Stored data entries

---------------

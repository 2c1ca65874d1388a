//! Report definition endpoint handlers.

use axum::{
    extract::{Path, Query, State},
    http::{header, StatusCode},
    response::{IntoResponse, Response},
    Json,
};
use domain::models::{
    CreateReportRequest, ReportDefinition, ReportIdsRequest, ReportQuery, UpdateReportRequest,
};
use serde::{Deserialize, Serialize};
use tracing::info;
use validator::Validate;

use crate::app::AppState;
use crate::error::ApiError;
use crate::extractors::Caller;

/// A definition as returned to callers, without delivery credentials.
#[derive(Debug, Serialize)]
#[serde(transparent)]
pub struct ReportResponse(ReportDefinition);

impl From<ReportDefinition> for ReportResponse {
    fn from(report: ReportDefinition) -> Self {
        Self(report.redacted())
    }
}

/// Response for list endpoints.
#[derive(Debug, Serialize)]
pub struct ReportListResponse {
    pub reports: Vec<ReportResponse>,
}

impl From<Vec<ReportDefinition>> for ReportListResponse {
    fn from(reports: Vec<ReportDefinition>) -> Self {
        Self {
            reports: reports.into_iter().map(ReportResponse::from).collect(),
        }
    }
}

/// Affected-row count of a bulk operation.
#[derive(Debug, Serialize)]
pub struct BulkResponse {
    pub affected: u64,
}

/// Query parameters for lookups by dashboard.
#[derive(Debug, Deserialize)]
pub struct DashboardIdsQuery {
    /// Comma-separated dashboard ids.
    pub ids: String,
}

fn parse_ids(raw: &str) -> Result<Vec<i64>, ApiError> {
    raw.split(',')
        .map(str::trim)
        .filter(|s| !s.is_empty())
        .map(|s| {
            s.parse::<i64>()
                .map_err(|_| ApiError::Validation(format!("Invalid dashboard id: {}", s)))
        })
        .collect()
}

/// Create a report definition.
///
/// POST /api/v1/reports
pub async fn create_report(
    State(state): State<AppState>,
    caller: Caller,
    Json(request): Json<CreateReportRequest>,
) -> Result<(StatusCode, Json<ReportResponse>), ApiError> {
    let report = state
        .reports
        .create(caller.org_id, caller.user_id, request)
        .await?;
    Ok((StatusCode::CREATED, Json(report.into())))
}

/// Search the caller's org.
///
/// GET /api/v1/reports?name=&dashboardId=&userId=
pub async fn list_reports(
    State(state): State<AppState>,
    caller: Caller,
    Query(mut query): Query<ReportQuery>,
) -> Result<Json<ReportListResponse>, ApiError> {
    query.org_id = caller.org_id;
    let reports = state.reports.search(&query).await?;
    Ok(Json(reports.into()))
}

/// GET /api/v1/reports/:id
pub async fn get_report(
    State(state): State<AppState>,
    caller: Caller,
    Path(id): Path<i64>,
) -> Result<Json<ReportResponse>, ApiError> {
    Ok(Json(state.reports.get(caller.org_id, id).await?.into()))
}

/// PUT /api/v1/reports/:id
pub async fn update_report(
    State(state): State<AppState>,
    caller: Caller,
    Path(id): Path<i64>,
    Json(request): Json<UpdateReportRequest>,
) -> Result<Json<ReportResponse>, ApiError> {
    Ok(Json(state.reports.update(caller.org_id, id, request).await?.into()))
}

/// DELETE /api/v1/reports
pub async fn delete_reports(
    State(state): State<AppState>,
    caller: Caller,
    Json(request): Json<ReportIdsRequest>,
) -> Result<Json<BulkResponse>, ApiError> {
    request.validate()?;
    let affected = state.reports.delete(caller.org_id, &request.ids).await?;
    Ok(Json(BulkResponse { affected }))
}

/// POST /api/v1/reports/enable
pub async fn enable_reports(
    State(state): State<AppState>,
    caller: Caller,
    Json(request): Json<ReportIdsRequest>,
) -> Result<Json<BulkResponse>, ApiError> {
    request.validate()?;
    let affected = state.reports.enable(caller.org_id, &request.ids).await?;
    Ok(Json(BulkResponse { affected }))
}

/// POST /api/v1/reports/disable
pub async fn disable_reports(
    State(state): State<AppState>,
    caller: Caller,
    Json(request): Json<ReportIdsRequest>,
) -> Result<Json<BulkResponse>, ApiError> {
    request.validate()?;
    let affected = state.reports.disable(caller.org_id, &request.ids).await?;
    Ok(Json(BulkResponse { affected }))
}

/// Definitions attached to any of the given dashboards.
///
/// GET /api/v1/reports/dashboards?ids=1,2
pub async fn reports_by_dashboards(
    State(state): State<AppState>,
    caller: Caller,
    Query(query): Query<DashboardIdsQuery>,
) -> Result<Json<ReportListResponse>, ApiError> {
    let ids = parse_ids(&query.ids)?;
    let reports = state
        .reports
        .get_by_dashboard_ids(caller.org_id, &ids)
        .await?;
    Ok(Json(reports.into()))
}

/// Render a report once and return the file. No job is recorded.
///
/// POST /api/v1/reports/:id/run
pub async fn run_report(
    State(state): State<AppState>,
    caller: Caller,
    Path(id): Path<i64>,
) -> Result<Response, ApiError> {
    let artifact = state
        .tracker
        .execute_once(caller.org_id, id, caller.render_session)
        .await?;
    let bytes = artifact.read().await;
    artifact.discard().await;
    let bytes = bytes.map_err(|e| ApiError::Internal(format!("Failed to read artifact: {}", e)))?;

    info!(
        org_id = caller.org_id,
        report_id = id,
        bytes = bytes.len(),
        "Report rendered on demand"
    );
    Ok((
        [
            (header::CONTENT_TYPE, artifact.format.content_type().to_string()),
            (
                header::CONTENT_DISPOSITION,
                format!("attachment; filename=\"{}\"", artifact.file_name),
            ),
        ],
        bytes,
    )
        .into_response())
}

---------------

* What you are asked to do
Could you copy every line from the records that has "StatusCode" in it?

* Exercise solution
    http::{header, StatusCode},
) -> Result<(StatusCode, Json<ReportResponse>), ApiError> {
    Ok((StatusCode::CREATED, Json(report.into())))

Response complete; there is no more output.